Monday 23 February 2015

New Arts Centre at University of Bath

When I joined the University of Bath as an undergraduate in 2007, the demands for a new arts centre had already been bubbling away for some time. Over my four years there, reporting on the arts for the student radio station, and later attending regular student representative meetings, the fabled arts centre - supposedly 'in progress' - began to feel increasingly utopic. So it was with delight that on my most recent visit to Bath this Tuesday I visited The Edge, which houses not only a theatre and rehearsal space, but arts studios, music practice rooms and a dance studio. The most pleasant surprise for me, though, were the three galleries run by the ICIA (Institute of Contemporary Interdisciplinary Arts), ensuring that free contemporary art would be a permanent feature of the new student experience.


Passage - Miranda Whall

A perfect fit for the inaugural exhibition at the ICIA, interdisciplinary artist Miranda Whall has created a multi-screen and surround-sound installation, charting her physical passage through Europe, Mexico and Thailand and the simultaneous artistic passage through her recent projects developed in each place. A Turkish dancer twirls from screen to screen, later a solitary goldfish swims the same path. Vibrant flashes of fruit flying through the jungle and smashing against a tree juxtapose the stillness of an old woman at rest. Singing in French and Spanish, bird calls, music, and muddled underwater whispers combine with the images to create an immersive and hypnotic experience.

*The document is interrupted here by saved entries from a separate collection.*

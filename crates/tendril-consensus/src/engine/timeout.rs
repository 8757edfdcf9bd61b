//! Step timeouts.
//!
//! A timer captures `(height, round, step)` when armed and is acted upon
//! only if the engine is still at that position when it fires.

use super::state::{ConsensusState, Step};
use crate::config::ConsensusConfig;
use std::time::Duration;

/// Position a timer was armed at.
#[derive(Debug, Clone, Copy, PartialEq, Eq)]
pub(crate) struct TimeoutTicket {
    pub height: u64,
    pub round: u32,
    pub step: Step,
}

impl TimeoutTicket {
    /// Captures the current position.
    pub fn capture(state: &ConsensusState) -> Self {
        Self {
            height: state.height,
            round: state.round,
            step: state.step,
        }
    }

    /// True if the engine has not moved since the ticket was captured.
    pub fn is_current(&self, state: &ConsensusState) -> bool {
        *self == Self::capture(state)
    }

    /// Delay before the ticket fires, or `None` for steps without a timer.
    pub fn delay(&self, config: &ConsensusConfig) -> Option<Duration> {
        let timeout = match self.step {
            Step::Propose => config.propose,
            Step::PrevoteWait => config.prevote,
            Step::PrecommitWait => config.precommit,
            _ => return None,
        };
        Some(timeout.duration(self.round))
    }
}

#[cfg(test)]
mod tests {
    use super::*;
    use crate::config::TimeoutConfig;
    use tendril_types::{Keypair, Signer, Validator, ValidatorSet};

    fn state() -> ConsensusState {
        let set =
            ValidatorSet::new(vec![Validator::new(Keypair::from_seed(0).address(), 1)]).unwrap();
        ConsensusState::new(4, set, Default::default(), Default::default())
    }

    #[test]
    fn test_ticket_goes_stale() {
        let mut state = state();
        state.step = Step::Propose;
        let ticket = TimeoutTicket::capture(&state);
        assert!(ticket.is_current(&state));

        state.step = Step::Prevote;
        assert!(!ticket.is_current(&state));

        state.step = Step::Propose;
        state.new_round(2);
        state.step = Step::Propose;
        assert!(!ticket.is_current(&state));
    }

    #[test]
    fn test_delay_per_step() {
        let config = ConsensusConfig {
            propose: TimeoutConfig::new(100, 2.0),
            prevote: TimeoutConfig::new(10, 1.0),
            precommit: TimeoutConfig::new(20, 1.0),
            idle_poll_ms: 1,
        };
        let ticket = |step, round| TimeoutTicket {
            height: 1,
            round,
            step,
        };

        assert_eq!(
            ticket(Step::Propose, 2).delay(&config),
            Some(Duration::from_millis(400))
        );
        assert_eq!(
            ticket(Step::PrevoteWait, 5).delay(&config),
            Some(Duration::from_millis(10))
        );
        assert_eq!(
            ticket(Step::PrecommitWait, 1).delay(&config),
            Some(Duration::from_millis(20))
        );
        assert_eq!(ticket(Step::Prevote, 1).delay(&config), None);
    }
}
//! Events published by the engine and the synchronizer.

use tendril_p2p::PeerId;
use tendril_types::Hash;

/// Events emitted by the consensus engine.
#[derive(Debug, Clone, PartialEq)]
pub enum ConsensusEvent {
    /// The engine moved to a new height.
    NewHeight {
        /// New height.
        height: u64,
    },
    /// The engine moved to a new round.
    NewRound {
        /// Current height.
        height: u64,
        /// New round.
        round: u32,
    },
    /// This node broadcast a proposal.
    Proposed {
        /// Proposal height.
        height: u64,
        /// Proposal round.
        round: u32,
        /// Proposed block.
        block_hash: Hash,
    },
    /// A block gathered a precommit majority.
    Committed {
        /// Committed height.
        height: u64,
        /// Round of the commit.
        round: u32,
        /// Committed block.
        block_hash: Hash,
    },
    /// A tick, timer or message handler failed.
    Error {
        /// Error description.
        message: String,
        /// Whether the engine stopped.
        fatal: bool,
    },
}

/// Events emitted by the synchronizer.
#[derive(Debug, Clone, PartialEq)]
pub enum SyncEvent {
    /// A block was appended, or its certificate attached, at the tip.
    BlockAppended {
        /// Block height.
        height: u64,
        /// Block hash.
        block_hash: Hash,
        /// Peer the block came from, `None` for local commits.
        from: Option<PeerId>,
    },
    /// A catch-up round advanced the tip.
    CaughtUp {
        /// New tip height.
        height: u64,
    },
    /// A peer was disconnected for misbehavior.
    PeerDropped {
        /// Dropped peer.
        peer: PeerId,
        /// Why it was dropped.
        reason: String,
    },
    /// Admission or catch-up failed.
    Error {
        /// Error description.
        message: String,
        /// Whether the synchronizer stopped.
        fatal: bool,
    },
}
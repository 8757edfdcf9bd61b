//! Peer handles.

use crate::{Message, P2pError, Request, Response, Result};
use async_trait::async_trait;
use serde::{Deserialize, Serialize};
use std::sync::atomic::{AtomicU64, Ordering};
use std::sync::Arc;
use std::time::Duration;
use tokio::sync::{Mutex, OwnedMutexGuard};

/// Default deadline for a single request to a peer.
pub const DEFAULT_REQUEST_TIMEOUT: Duration = Duration::from_secs(10);

/// A peer identifier derived from the peer's public key.
#[derive(Debug, Clone, Copy, PartialEq, Eq, PartialOrd, Ord, Hash, Serialize, Deserialize)]
pub struct PeerId([u8; 32]);

impl PeerId {
    /// Creates a peer ID from a public key.
    #[must_use]
    pub const fn from_public_key(key: &[u8; 32]) -> Self {
        Self(*key)
    }

    /// Returns the raw bytes.
    #[must_use]
    pub const fn as_bytes(&self) -> &[u8; 32] {
        &self.0
    }

    /// Returns a short hex representation.
    #[must_use]
    pub fn short_id(&self) -> String {
        hex::encode(&self.0[..8])
    }
}

impl std::fmt::Display for PeerId {
    fn fmt(&self, f: &mut std::fmt::Formatter<'_>) -> std::fmt::Result {
        write!(f, "{}", self.short_id())
    }
}

/// Transport seam: one established, handshaken connection to a peer.
#[async_trait]
pub trait PeerConnection: Send + Sync {
    /// Sends a fire-and-forget message.
    async fn send(&self, message: Message) -> Result<()>;

    /// Issues a request and waits for its response.
    async fn request(&self, request: Request) -> Result<Response>;

    /// Closes the connection.
    async fn close(&self);
}

/// A connected peer with its reported heights.
///
/// Each handle owns a mutex so at most one request is in flight to the peer
/// at a time; a peer is idle while that mutex is free.
pub struct PeerHandle {
    id: PeerId,
    connection: Arc<dyn PeerConnection>,
    height: AtomicU64,
    consensus_height: AtomicU64,
    busy: Arc<Mutex<()>>,
    request_timeout: Duration,
}

impl PeerHandle {
    /// Wraps a connection.
    pub fn new(id: PeerId, connection: Arc<dyn PeerConnection>, height: u64) -> Self {
        Self {
            id,
            connection,
            height: AtomicU64::new(height),
            consensus_height: AtomicU64::new(0),
            busy: Arc::new(Mutex::new(())),
            request_timeout: DEFAULT_REQUEST_TIMEOUT,
        }
    }

    /// Overrides the per-request deadline.
    pub fn with_request_timeout(mut self, timeout: Duration) -> Self {
        self.request_timeout = timeout;
        self
    }

    /// Returns the peer ID.
    pub fn id(&self) -> PeerId {
        self.id
    }

    /// Returns the peer's reported chain height.
    pub fn height(&self) -> u64 {
        self.height.load(Ordering::Acquire)
    }

    /// Returns the height the peer runs consensus on.
    pub fn consensus_height(&self) -> u64 {
        self.consensus_height.load(Ordering::Acquire)
    }

    /// Raises the reported chain height; lower values are ignored.
    pub fn advance_height(&self, height: u64) {
        self.height.fetch_max(height, Ordering::AcqRel);
    }

    /// Raises the reported consensus height; lower values are ignored.
    pub fn advance_consensus_height(&self, height: u64) {
        self.consensus_height.fetch_max(height, Ordering::AcqRel);
    }

    /// Returns true when no request is in flight.
    pub fn is_idle(&self) -> bool {
        self.busy.try_lock().is_ok()
    }

    /// Claims the peer for a request without waiting.
    pub fn try_claim(self: &Arc<Self>) -> Option<ClaimedPeer> {
        let guard = Arc::clone(&self.busy).try_lock_owned().ok()?;
        Some(ClaimedPeer {
            peer: Arc::clone(self),
            _guard: guard,
        })
    }

    /// Sends a fire-and-forget message.
    pub async fn send(&self, message: Message) -> Result<()> {
        self.connection.send(message).await
    }

    /// Issues a request, waiting for the peer to become idle first.
    pub async fn request(&self, request: Request) -> Result<Response> {
        let _guard = self.busy.lock().await;
        self.request_unlocked(request).await
    }

    async fn request_unlocked(&self, request: Request) -> Result<Response> {
        tokio::time::timeout(self.request_timeout, self.connection.request(request))
            .await
            .map_err(|_| P2pError::Timeout)?
    }

    /// Closes the underlying connection.
    pub async fn close(&self) {
        self.connection.close().await;
    }
}

impl std::fmt::Debug for PeerHandle {
    fn fmt(&self, f: &mut std::fmt::Formatter<'_>) -> std::fmt::Result {
        f.debug_struct("PeerHandle")
            .field("id", &self.id)
            .field("height", &self.height())
            .field("consensus_height", &self.consensus_height())
            .finish_non_exhaustive()
    }
}

/// A peer held exclusively until dropped.
pub struct ClaimedPeer {
    peer: Arc<PeerHandle>,
    _guard: OwnedMutexGuard<()>,
}

impl ClaimedPeer {
    /// Returns the claimed peer.
    pub fn peer(&self) -> &Arc<PeerHandle> {
        &self.peer
    }

    /// Issues a request on the claimed peer.
    pub async fn request(&self, request: Request) -> Result<Response> {
        self.peer.request_unlocked(request).await
    }
}
//! Core data model for Tendril.
//!
//! This crate holds everything the consensus engine and the synchronizer
//! agree on byte for byte:
//!
//! - [`Hash`] and the [`Hashable`] trait
//! - the [`merkle`] commitment scheme used for transaction lists,
//!   certificate signature sets and validator sets
//! - [`Keypair`], [`Signer`] and [`Signature`] (Ed25519)
//! - [`ValidatorSet`], [`Vote`] and weighted [`VoteSet`] aggregation
//! - [`QuorumCertificate`]
//! - [`Block`], [`BlockHeader`], [`BlockBody`]
//! - signed [`ConsensusMessage`]s

mod block;
mod certificate;
mod crypto;
mod error;
mod hash;
pub mod merkle;
mod message;
mod validator;
mod vote;

pub use block::{Block, BlockBody, BlockHeader, Transaction};
pub use certificate::QuorumCertificate;
pub use crypto::{Address, Keypair, Signature, Signer};
pub use error::{Result, TypesError};
pub use hash::{Hash, Hashable};
pub use message::{signing_digest, ConsensusMessage, MessageKind, Proposal};
pub use validator::{Validator, ValidatorSet};
pub use vote::{exceeds_one_third, exceeds_two_thirds, Vote, VoteKind, VoteSet};
use crate::chain::Blockchain;
use crate::config::ConsensusConfig;
use crate::error::{ConsensusError, Result};
use crate::events::ConsensusEvent;
use crate::executor::{AppState, Executor};
use crate::mempool::TransactionPool;
use crate::sync::Synchronizer;
use state::ConsensusState;
use std::sync::Arc;
use std::time::{SystemTime, UNIX_EPOCH};
use tendril_p2p::{Message, PeerId, PeerRegistry};
use tendril_types::{
    Address, Block, ConsensusMessage, Hash, Proposal, QuorumCertificate, Signer, Vote, VoteKind,
};
use timeout::TimeoutTicket;
use tokio::sync::{broadcast, Notify, RwLock};
use tokio::task::JoinHandle;
use tokio_util::sync::CancellationToken;
use tracing::{debug, error, info, trace, warn};

enum Outgoing {
    /// Signed by this node; goes to every peer.
    Own(ConsensusMessage),
    /// Received from `from`; goes to other peers at the same height.
    Relay {
        message: ConsensusMessage,
        from: Option<PeerId>,
    },
}

struct Inner {
    config: ConsensusConfig,
    chain: Arc<Blockchain>,
    signer: Arc<dyn Signer>,
    executor: Arc<dyn Executor>,
    pool: Arc<dyn TransactionPool>,
    peers: Arc<dyn PeerRegistry>,
    sync: Synchronizer,
    state: RwLock<ConsensusState>,
    wake: Notify,
    cancel: CancellationToken,
    events: broadcast::Sender<ConsensusEvent>,
}

/// The consensus engine.
#[derive(Clone)]
pub struct ConsensusEngine {
    inner: Arc<Inner>,
}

http://www.mirandawhall.com/projects/passage/


0º00 Navigation (Part II) - Simon Faithfull


Equally interdisciplinary artist Simon Faithfull brings together a video, a slide show, a globe, and a range of postcards reproducing line drawings and diary extracts, to represent his 'obsessive and deranged journey exactly along the Greenwich Meridian'. Part I charted his journey through England, while in this second part, we travel from the top of France to the bottom of Africa. The slide show is particularly striking: rapidly progressing from verdant French countryside to barren Burkina Faso, with the coordinates at which each photograph was taken in the bottom left corner, it forces the viewer to confront the common usage of 'West'. The written extracts, meanwhile, predominantly from the African leg of the journey, give fascinating glimpses of a part of the world rarely present in travel literature.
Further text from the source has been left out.